Carbohydrate-Dedicated Force Fields and Their Contribution to the Understanding of the Relation between Conformational Degrees of Freedom in Carbohydrate Molecules

Session: 
PS1 Poster session 1 Odd numbers
Code: 
P179
Location (hall): 
Foyer
Start/end time: 
Monday, July 1, 2019 - 15:45 to 17:15
Wojciech
Plazinski

Wojciech Plazinski1, Karina Nester1, Karolina Gaweda1

1Institute of Catalysis and Surface Chemistry, Krakow, Poland

The understanding of the mechanisms governing the carbohydrate structural and conformational properties is still far behind those concerning other biologically-relevant polymers (e.g. proteins or nucleic acids). The problem partially lies in the lack of the appropriate tools, including validated computational techniques tailored to study carbohydrate-containing systems.

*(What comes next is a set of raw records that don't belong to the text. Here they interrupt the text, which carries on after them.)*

// RSA Key Generation
// Produces matched public/private key pairs from two random primes

use log::{debug, warn};

use super::bigint::{bit_length, byte_length, from_u64, mod_inverse, RsaBigInt};
use super::entropy::{os_entropy, EntropySource};
use super::error::{Result, RsaError};
use super::padding::PKCS1_OVERHEAD;

/// Fixed public exponent
pub const PUBLIC_EXPONENT: u64 = 65537;

/// Smallest modulus size accepted by the generator
pub const MIN_BIT_LENGTH: u32 = 512;

/// RSA Public Key
#[derive(Debug, Clone, PartialEq, Eq)]
pub struct PublicKey {
    n: RsaBigInt, // Modulus
    e: RsaBigInt, // Public exponent
}

/// RSA Private Key
#[derive(Debug, Clone, PartialEq, Eq)]
pub struct PrivateKey {
    n: RsaBigInt, // Modulus (same value as the public key's)
    d: RsaBigInt, // Private exponent
}

impl PublicKey {
    pub fn new(n: RsaBigInt, e: RsaBigInt) -> Self {
        Self { n, e }
    }

    pub fn n(&self) -> &RsaBigInt {
        &self.n
    }

    pub fn e(&self) -> &RsaBigInt {
        &self.e
    }

    /// Get the bit length of the modulus
    pub fn bit_length(&self) -> u64 {
        bit_length(&self.n)
    }

    /// Modulus size in bytes; also the ciphertext size
    pub fn key_len(&self) -> usize {
        byte_length(&self.n)
    }

    /// Longest message [`encrypt`](Self::encrypt) accepts
    pub fn max_message_len(&self) -> usize {
        self.key_len().saturating_sub(PKCS1_OVERHEAD)
    }

    /// Encrypt a message using this public key
    pub fn encrypt(&self, plaintext: &[u8]) -> Result<Vec<u8>> {
        super::encrypt::encrypt(self, plaintext)
    }
}

impl PrivateKey {
    pub fn new(n: RsaBigInt, d: RsaBigInt) -> Self {
        Self { n, d }
    }

    pub fn n(&self) -> &RsaBigInt {
        &self.n
    }

    pub fn d(&self) -> &RsaBigInt {
        &self.d
    }

    /// Get the bit length of the modulus
    pub fn bit_length(&self) -> u64 {
        bit_length(&self.n)
    }

    pub fn key_len(&self) -> usize {
        byte_length(&self.n)
    }

    /// Decrypt a ciphertext using this private key
    pub fn decrypt(&self, ciphertext: &[u8]) -> Result<Vec<u8>> {
        super::decrypt::decrypt(self, ciphertext)
    }
}

/// Key generation settings
#[derive(Clone, Debug)]
pub struct KeyGenConfig {
    pub bit_length: u32,
    /// Attempts (prime pairs drawn) before giving up
    pub max_attempts: u32,
}

impl Default for KeyGenConfig {
    fn default() -> Self {
        Self {
            bit_length: 2048,
            max_attempts: 10,
        }
    }
}

impl KeyGenConfig {
    pub fn with_bit_length(mut self, bits: u32) -> Self {
        self.bit_length = bits;
        self
    }

    pub fn with_max_attempts(mut self, attempts: u32) -> Self {
        self.max_attempts = attempts;
        self
    }
}

/// Generate an RSA key pair whose modulus has exactly `bit_length` bits,
/// drawing primes from the OS entropy source
pub fn generate_keys(bit_length: u32) -> Result<(PublicKey, PrivateKey)> {
    let config = KeyGenConfig::default().with_bit_length(bit_length);
    generate_keys_with(&config, &mut os_entropy())
}

/// Generate an RSA key pair with explicit settings and prime supply.
///
/// Each attempt draws fresh `p` and `q`. An attempt is discarded when
/// `p == q`, when `p * q` misses the requested length, or when `e` has no
/// inverse modulo `(p-1)(q-1)`.
pub fn generate_keys_with<E: EntropySource + ?Sized>(
    config: &KeyGenConfig,
    source: &mut E,
) -> Result<(PublicKey, PrivateKey)> {
    let bits = config.bit_length;
    if bits < MIN_BIT_LENGTH || bits % 2 != 0 {
        return Err(RsaError::InvalidBitLength { bits });
    }

    let e = from_u64(PUBLIC_EXPONENT);
    let half_bits = bits / 2;

    for attempt in 1..=config.max_attempts {
        let p = source.random_prime(half_bits)?;
        let q = source.random_prime(half_bits)?;

        if p == q {
            debug!("attempt {}: p == q, retrying", attempt);
            continue;
        }

        let n = &p * &q;
        if bit_length(&n) != bits as u64 {
            debug!(
                "attempt {}: modulus has {} bits, wanted {}",
                attempt,
                bit_length(&n),
                bits
            );
            continue;
        }

        // φ(n) = (p-1)(q-1)
        let phi_n = (p - 1u8) * (q - 1u8);

        let d = match mod_inverse(&e, &phi_n) {
            Some(d) => d,
            None => {
                debug!("attempt {}: e shares a factor with phi(n), retrying", attempt);
                continue;
            }
        };

        debug!("generated {}-bit key pair after {} attempt(s)", bits, attempt);
        return Ok((PublicKey::new(n.clone(), e), PrivateKey::new(n, d)));
    }

    warn!(
        "key generation gave up after {} attempts",
        config.max_attempts
    );
    Err(RsaError::GenerationExhausted {
        attempts: config.max_attempts,
    })
}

This presentation describes our systematic study oriented at development of carbohydrate-dedicated molecular mechanics force fields that can be apply in order to investigate the conformational properties of wide class of carbohydrate mono-, di-, oligo- and polymers in the presence of aqueous solvent as well as of other species of interest (e.g. metal ions). In particular, we are going to present the capabilities of the newly developed extensions of the GROMOS force field in the context of molecular dynamics simulation-based studies on oligo/polymer chains: (i) composed of building blocks of unfunctionalized pyranoses; (ii) composed of building blocks of uronates (protonated, anionic or esterified); (iii) composed of building blocks of unfunctionalized furanoses (fructans); (iv) composed of heterogeneous building blocks belonging to any of the above groups; (v) of uronates (e.g. alginate or pectin) interacting with bivalent metal ions. The results of our study provide an insight into the structural features of carbohydrate-based polymers and carbohydrates-bivalent ions complexes. This includes the description of the refined, dynamic structure of the pectin-Ca2+ and alginate-Ca2+ complexes. Furthermore, we show how the ‘local’ degrees of freedom considered at the level of monomers (e.g. ring shape) can influence the ‘global’ structural features exhibited at the level of polymer chain. Our research show how these ‘local’ properties can be rationally altered (e.g. by the change of environment or chemical modification of the monomer substituents) in order to obtain the desired structure of longer chains. This finding creates new directions in rational design of solution-characteristic properties of carbohydrate-based polymers.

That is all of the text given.